Given that we've been advised to avoid each other for weeks now, due diligence should continue to carry us through. But someone did point out that any infected incomers will put additional strain on our meager health care resources. It's poignant that we've already sold them all of the waterfront and, in some places, let them build gaudy palaces on hillsides and ridgelines. They already monopolize the best of the warm weather. Now they're liable to suck up all of the medical supplies and sicken our front-line medical personnel before most of us get a chance to.

Even the uninfected among them will get to see what it's like to live here during the months that they have not been able to. I remember the late 1980s, when it seemed like every immigrant was a city dweller who had racked up a few quick bucks in the early 1980s surge and was going to go live in the country and have either an inn or a village store. I arrived here in 1987, when this was at its height, like an airplane that had climbed too high and too steeply, and was about to stall and plunge. And so it came to pass. Northern New England went down first in that recession. Part of the blame goes to the economy in general. The rest of the exodus happened after thousands of fantasizing flatlanders got to see just how bugger ugly the place is for months and months.

They'll be going nuts within a couple of weeks, whether they've quarantined themselves or ventured out to mingle with a local population they may believe is untouched and unconcerned.

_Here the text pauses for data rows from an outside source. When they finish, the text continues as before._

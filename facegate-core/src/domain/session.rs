//! Login session state
//!
//! One session per directory, created with it and mutated only by
//! login/logout. Holds at most one identity at a time.

use serde::{Deserialize, Serialize};

use super::User;

/// The active login session
#[derive(Debug, Clone, Default, Serialize, Deserialize)]
pub struct Session {
    current_user: Option<User>,
}

impl Session {
    /// Create a logged-out session
    pub fn new() -> Self {
        Self::default()
    }

    /// True if a user is currently logged in
    pub fn is_logged_in(&self) -> bool {
        self.current_user.is_some()
    }

    /// The currently logged-in user, if any
    pub fn current_user(&self) -> Option<&User> {
        self.current_user.as_ref()
    }

    /// Record a successful login
    pub fn log_in(&mut self, user: User) {
        self.current_user = Some(user);
    }

    /// Clear the session. Idempotent.
    pub fn log_out(&mut self) {
        self.current_user = None;
    }
}
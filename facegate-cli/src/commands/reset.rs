//! Reset command - password reset code lifecycle

use anyhow::Result;
use clap::Subcommand;
use dialoguer::Password;

use super::get_context;
use crate::output;

#[derive(Subcommand)]
pub enum ResetCommands {
    /// Request a reset code for an email address
    Request {
        /// Account email address
        email: String,
    },
    /// Confirm a reset code and set a new password
    Confirm {
        /// Account email address
        email: String,
        /// The reset code that was delivered
        code: String,
    },
}

pub fn run(command: ResetCommands) -> Result<()> {
    let ctx = get_context()?;

    match command {
        ResetCommands::Request { email } => {
            let code = ctx.reset_flow.request_reset(&email)?;
            // Out-of-band delivery surrogate; a real deployment would
            // hand this to a mailer instead of printing it.
            output::info(&format!("Reset code for {email}: {code}"));
            output::warning("The code expires in 5 minutes");
        }
        ResetCommands::Confirm { email, code } => {
            // Pre-check before prompting, the way the desktop app gates
            // its reset form; reset_password re-verifies regardless.
            if !ctx.reset_flow.verify_code(&email, &code) {
                output::error("Invalid or expired reset code");
                anyhow::bail!("reset code verification failed");
            }

            let new_password = Password::new()
                .with_prompt("New password")
                .with_confirmation("Confirm new password", "Passwords do not match")
                .interact()?;

            ctx.reset_flow.reset_password(&email, &code, &new_password)?;
            output::success("Password has been reset, you can now log in");
        }
    }
    Ok(())
}
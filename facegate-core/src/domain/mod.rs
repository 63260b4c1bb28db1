//! Core domain entities
//!
//! All business entities are defined here. These are pure data structures
//! with validation logic - no I/O or external dependencies.

mod face;
pub mod result;
mod session;
mod user;

pub use face::{FaceLoginOutcome, FaceModel, FaceSample, Prediction};
pub use session::Session;
pub use user::{ResetChallenge, User};
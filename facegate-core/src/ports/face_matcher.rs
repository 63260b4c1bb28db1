//! FaceMatcher port - face recognition abstraction
//!
//! The detection and embedding algorithms live outside the core. The core
//! depends only on this trait: given labeled samples it gets back an
//! opaque model, and given a model plus an image region it gets back a
//! `(candidate_id, confidence)` prediction.

use crate::domain::result::Result;
use crate::domain::{FaceModel, FaceSample, Prediction};

/// Face recognition capability supplied by the presentation layer
///
/// Implementations own the classifier and any model persistence; the core
/// only invokes retraining after enrollment changes and consumes
/// predictions during face login.
pub trait FaceMatcher: Send + Sync {
    /// Train a model from labeled face samples
    fn train(&self, samples: &[FaceSample]) -> Result<FaceModel>;

    /// Predict the closest enrolled identity for an image region
    ///
    /// Lower confidence means a better match (nearest-neighbor distance).
    fn predict(&self, model: &FaceModel, region: &[u8]) -> Result<Prediction>;
}
//! Face recognition domain types
//!
//! These types carry data between the external capture/recognition
//! pipeline and the authentication core. The core never looks at pixels;
//! it only consumes per-frame predictions and produces a login outcome.

use serde::{Deserialize, Serialize};

use super::User;

/// One recognizer prediction for one detected face in one frame
///
/// `confidence` follows nearest-neighbor-distance semantics: lower means
/// a better match.
#[derive(Debug, Clone, Copy, PartialEq, Serialize, Deserialize)]
pub struct Prediction {
    pub candidate_id: u32,
    pub confidence: f64,
}

impl Prediction {
    pub fn new(candidate_id: u32, confidence: f64) -> Self {
        Self {
            candidate_id,
            confidence,
        }
    }
}

/// Terminal result of a face login session
#[derive(Debug, Clone, PartialEq)]
pub enum FaceLoginOutcome {
    /// A prediction matched an enrolled user under the threshold
    Authenticated(User),
    /// Faces were seen but none matched an enrolled user
    UnknownFace,
    /// The failed-attempt cap was hit before any match
    MaxAttemptsReached,
    /// The stream ended without a single detectable face
    NoFaceDetected,
    /// The user aborted capture
    Cancelled,
}

impl FaceLoginOutcome {
    /// True only for a successful authentication
    pub fn is_authenticated(&self) -> bool {
        matches!(self, FaceLoginOutcome::Authenticated(_))
    }
}

/// A labeled grayscale face region used for model training
#[derive(Debug, Clone)]
pub struct FaceSample {
    /// The enrolled user's face id this sample belongs to
    pub face_id: u32,
    /// Raw image region bytes, as produced by the capture pipeline
    pub data: Vec<u8>,
}

/// An opaque trained recognizer model
///
/// Produced by [`crate::ports::FaceMatcher::train`] and consumed by
/// [`crate::ports::FaceMatcher::predict`]. The core never interprets the
/// bytes or touches the model's on-disk location.
#[derive(Debug, Clone, Default)]
pub struct FaceModel(pub Vec<u8>);

#[cfg(test)]
mod tests {
    use super::*;

    #[test]
    fn test_outcome_is_authenticated() {
        let user = User::new("alice", "$argon2id$fake", "a@b.com");
        assert!(FaceLoginOutcome::Authenticated(user).is_authenticated());
        assert!(!FaceLoginOutcome::UnknownFace.is_authenticated());
        assert!(!FaceLoginOutcome::MaxAttemptsReached.is_authenticated());
        assert!(!FaceLoginOutcome::NoFaceDetected.is_authenticated());
        assert!(!FaceLoginOutcome::Cancelled.is_authenticated());
    }
}
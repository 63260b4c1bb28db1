//! Password reset service - reset-code lifecycle
//!
//! Per-user state machine keyed by email: no request, code issued, then
//! consumed or expired. Codes expire 300 seconds after issue; expiry is
//! enforced lazily at verification time, so an expired unconsumed code
//! simply sits on the record until overwritten or consumed.
//!
//! No email transport lives here. Issued codes are returned to the caller
//! for out-of-band delivery.

use std::sync::Arc;

use chrono::{Duration, Utc};
use rand::Rng;
use tracing::info;

use crate::domain::result::{Error, Result};
use crate::domain::ResetChallenge;
use crate::services::credentials;
use crate::services::directory::UserDirectory;

/// Reset code length in characters
pub const RESET_CODE_LENGTH: usize = 6;

/// Reset code lifetime
pub const RESET_CODE_TTL_SECS: i64 = 300;

const RESET_CODE_CHARSET: &[u8] = b"ABCDEFGHIJKLMNOPQRSTUVWXYZ0123456789";

/// Issues, verifies and consumes password reset codes
pub struct PasswordResetFlow {
    directory: Arc<UserDirectory>,
}

impl PasswordResetFlow {
    pub fn new(directory: Arc<UserDirectory>) -> Self {
        Self { directory }
    }

    /// Issue a reset code for the first user matching `email`
    ///
    /// Stores the code/expiry pair on the record and returns the code to
    /// the caller for delivery. A repeat request overwrites any earlier
    /// challenge.
    pub fn request_reset(&self, email: &str) -> Result<String> {
        let code = generate_reset_code();
        let challenge = ResetChallenge {
            code: code.clone(),
            expires_at: Utc::now() + Duration::seconds(RESET_CODE_TTL_SECS),
        };
        self.directory.begin_reset(email, challenge)?;
        info!(email, "issued password reset code");
        Ok(code)
    }

    /// Check a reset code without consuming it
    ///
    /// True only for the exact issued code before its expiry. Idempotent
    /// and side-effect-free, so a UI can pre-check before prompting for
    /// the new password.
    pub fn verify_code(&self, email: &str, code: &str) -> bool {
        self.directory
            .peek_reset(email)
            .is_some_and(|challenge| challenge.code == code && challenge.is_live(Utc::now()))
    }

    /// Consume a valid reset code and replace the password
    ///
    /// The code is re-verified here rather than trusting the caller to
    /// have called [`verify_code`](Self::verify_code) first; a caller
    /// that skips verification cannot reset without a live code. On
    /// success the code/expiry pair is cleared with the hash update as
    /// one persisted write.
    pub fn reset_password(&self, email: &str, code: &str, new_password: &str) -> Result<()> {
        if !self.verify_code(email, code) {
            return Err(Error::InvalidOrExpiredCode);
        }
        credentials::validate_password_policy(new_password)?;

        let new_hash = credentials::hash_password(new_password)?;
        self.directory.apply_password_reset(email, new_hash)?;
        info!(email, "password reset completed");
        Ok(())
    }
}

/// Generate a random uppercase-alphanumeric reset code
fn generate_reset_code() -> String {
    let mut rng = rand::thread_rng();
    (0..RESET_CODE_LENGTH)
        .map(|_| RESET_CODE_CHARSET[rng.gen_range(0..RESET_CODE_CHARSET.len())] as char)
        .collect()
}

/// Generate a 6-digit email verification code for registration
///
/// Comparison against the user's input happens in the presentation
/// layer, matching the registration flow's out-of-band delivery.
pub fn email_verification_code() -> String {
    let mut rng = rand::thread_rng();
    (0..6).map(|_| rng.gen_range(b'0'..=b'9') as char).collect()
}

#[cfg(test)]
mod tests {
    use super::*;
    use crate::services::key_store::KEY_LENGTH;
    use crate::services::store::EncryptedUserStore;
    use tempfile::tempdir;

    fn setup(dir: &std::path::Path) -> (Arc<UserDirectory>, PasswordResetFlow) {
        let store = EncryptedUserStore::new(dir.join("users.dat"), &[5u8; KEY_LENGTH]);
        let directory = Arc::new(UserDirectory::new(store));
        directory
            .register("alice", "Sekret123", "a@b.com")
            .unwrap();
        let flow = PasswordResetFlow::new(Arc::clone(&directory));
        (directory, flow)
    }

    #[test]
    fn test_code_format() {
        let code = generate_reset_code();
        assert_eq!(code.len(), RESET_CODE_LENGTH);
        assert!(code
            .chars()
            .all(|c| c.is_ascii_uppercase() || c.is_ascii_digit()));

        let digits = email_verification_code();
        assert_eq!(digits.len(), 6);
        assert!(digits.chars().all(|c| c.is_ascii_digit()));
    }

    #[test]
    fn test_request_and_verify() {
        let dir = tempdir().unwrap();
        let (_directory, flow) = setup(dir.path());

        let code = flow.request_reset("a@b.com").unwrap();
        assert!(flow.verify_code("a@b.com", &code));
        // Verification does not consume the code
        assert!(flow.verify_code("a@b.com", &code));
        assert!(!flow.verify_code("a@b.com", "WRONG1"));
        assert!(!flow.verify_code("other@b.com", &code));
    }

    #[test]
    fn test_request_unknown_email() {
        let dir = tempdir().unwrap();
        let (_directory, flow) = setup(dir.path());

        let err = flow.request_reset("nobody@b.com").unwrap_err();
        assert!(matches!(err, Error::EmailNotFound));
    }

    #[test]
    fn test_expired_code_fails_verification() {
        let dir = tempdir().unwrap();
        let (directory, flow) = setup(dir.path());

        directory
            .begin_reset(
                "a@b.com",
                ResetChallenge {
                    code: "AAAAAA".to_string(),
                    expires_at: Utc::now() - Duration::seconds(1),
                },
            )
            .unwrap();

        assert!(!flow.verify_code("a@b.com", "AAAAAA"));
        let err = flow
            .reset_password("a@b.com", "AAAAAA", "Fresh123")
            .unwrap_err();
        assert!(matches!(err, Error::InvalidOrExpiredCode));
    }

    #[test]
    fn test_reset_password_rotates_hash_and_clears_pair() {
        let dir = tempdir().unwrap();
        let (directory, flow) = setup(dir.path());

        let code = flow.request_reset("a@b.com").unwrap();
        flow.reset_password("a@b.com", &code, "Fresh123").unwrap();

        // Old password out, new one in
        assert!(directory.login("alice", "Sekret123").is_err());
        directory.login("alice", "Fresh123").unwrap();

        // Challenge pair is gone; the consumed code no longer verifies
        assert!(directory.peek_reset("a@b.com").is_none());
        assert!(!flow.verify_code("a@b.com", &code));
    }

    #[test]
    fn test_reset_password_requires_live_code() {
        let dir = tempdir().unwrap();
        let (directory, flow) = setup(dir.path());

        flow.request_reset("a@b.com").unwrap();
        let err = flow
            .reset_password("a@b.com", "BOGUS1", "Fresh123")
            .unwrap_err();
        assert!(matches!(err, Error::InvalidOrExpiredCode));

        // Password unchanged
        directory.login("alice", "Sekret123").unwrap();
    }

    #[test]
    fn test_reset_password_enforces_policy() {
        let dir = tempdir().unwrap();
        let (_directory, flow) = setup(dir.path());

        let code = flow.request_reset("a@b.com").unwrap();
        let err = flow.reset_password("a@b.com", &code, "weak").unwrap_err();
        assert!(matches!(err, Error::WeakPassword(_)));
        // The code survives a rejected password and can still be used
        assert!(flow.verify_code("a@b.com", &code));
    }

    #[test]
    fn test_failed_save_keeps_old_password() {
        let dir = tempdir().unwrap();
        let (directory, flow) = setup(dir.path());
        let code = flow.request_reset("a@b.com").unwrap();

        // A directory at the store path makes every save fail
        let store_path = dir.path().join("users.dat");
        std::fs::remove_file(&store_path).unwrap();
        std::fs::create_dir(&store_path).unwrap();

        assert!(flow.reset_password("a@b.com", &code, "Fresh123").is_err());

        // Memory still agrees with disk: old password in, new one out
        directory.login("alice", "Sekret123").unwrap();
        assert!(directory.login("alice", "Fresh123").is_err());
    }

    #[test]
    fn test_new_request_overwrites_previous_code() {
        let dir = tempdir().unwrap();
        let (_directory, flow) = setup(dir.path());

        let first = flow.request_reset("a@b.com").unwrap();
        let second = flow.request_reset("a@b.com").unwrap();

        assert!(flow.verify_code("a@b.com", &second));
        if first != second {
            assert!(!flow.verify_code("a@b.com", &first));
        }
    }
}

There's nothing to do here.

There are locals who do act as if they are immune, or as if we all have nothing to worry about. Hey, the fatality rate is only 1-2 percent. A very small local deli is supposedly only doing carry-out, but the space is so small that people waiting inside have to take turns inhaling and exhaling, because a full house can't all inflate their chests at once. And the work space is so small that a six foot distance between the staff is utterly impossible. They are not concerned. One of them is the mother of an infant. She still comes to work. This whole thing is overblown. New Yorkers welcome.

Other businesses have shut completely. They did so before the governor's order to close non-essential businesses. The ones that remain open do so with varying degrees of stringent procedure in place.

The response from governments at the state and national level has been abysmal. We needed to be testing wide swaths of the population more than a month ago to determine where the virus was, so it could be contained. Supposedly focusing on minimizing economic disruption has guaranteed massive economic disruption. The general disregard for the welfare of citizens has gone unchallenged for decades. Will that change? The representatives of concentrated wealth hope that a beleaguered citizenry will be so grateful once the mess is over that they will fall into line and continue voting in favor of the plutocracy. At the same time, dismantled environmental protections will make it easier to dump your waste oil down a storm drain and burn a pile of your old tires without any social stigma, so that will make it popular with rank and file voters. No more will someone try to guilt trip us about throwing our trash out the car window whenever we feel like it. Good times are coming! What's a few thousand dead? They'll mostly be people we never even met.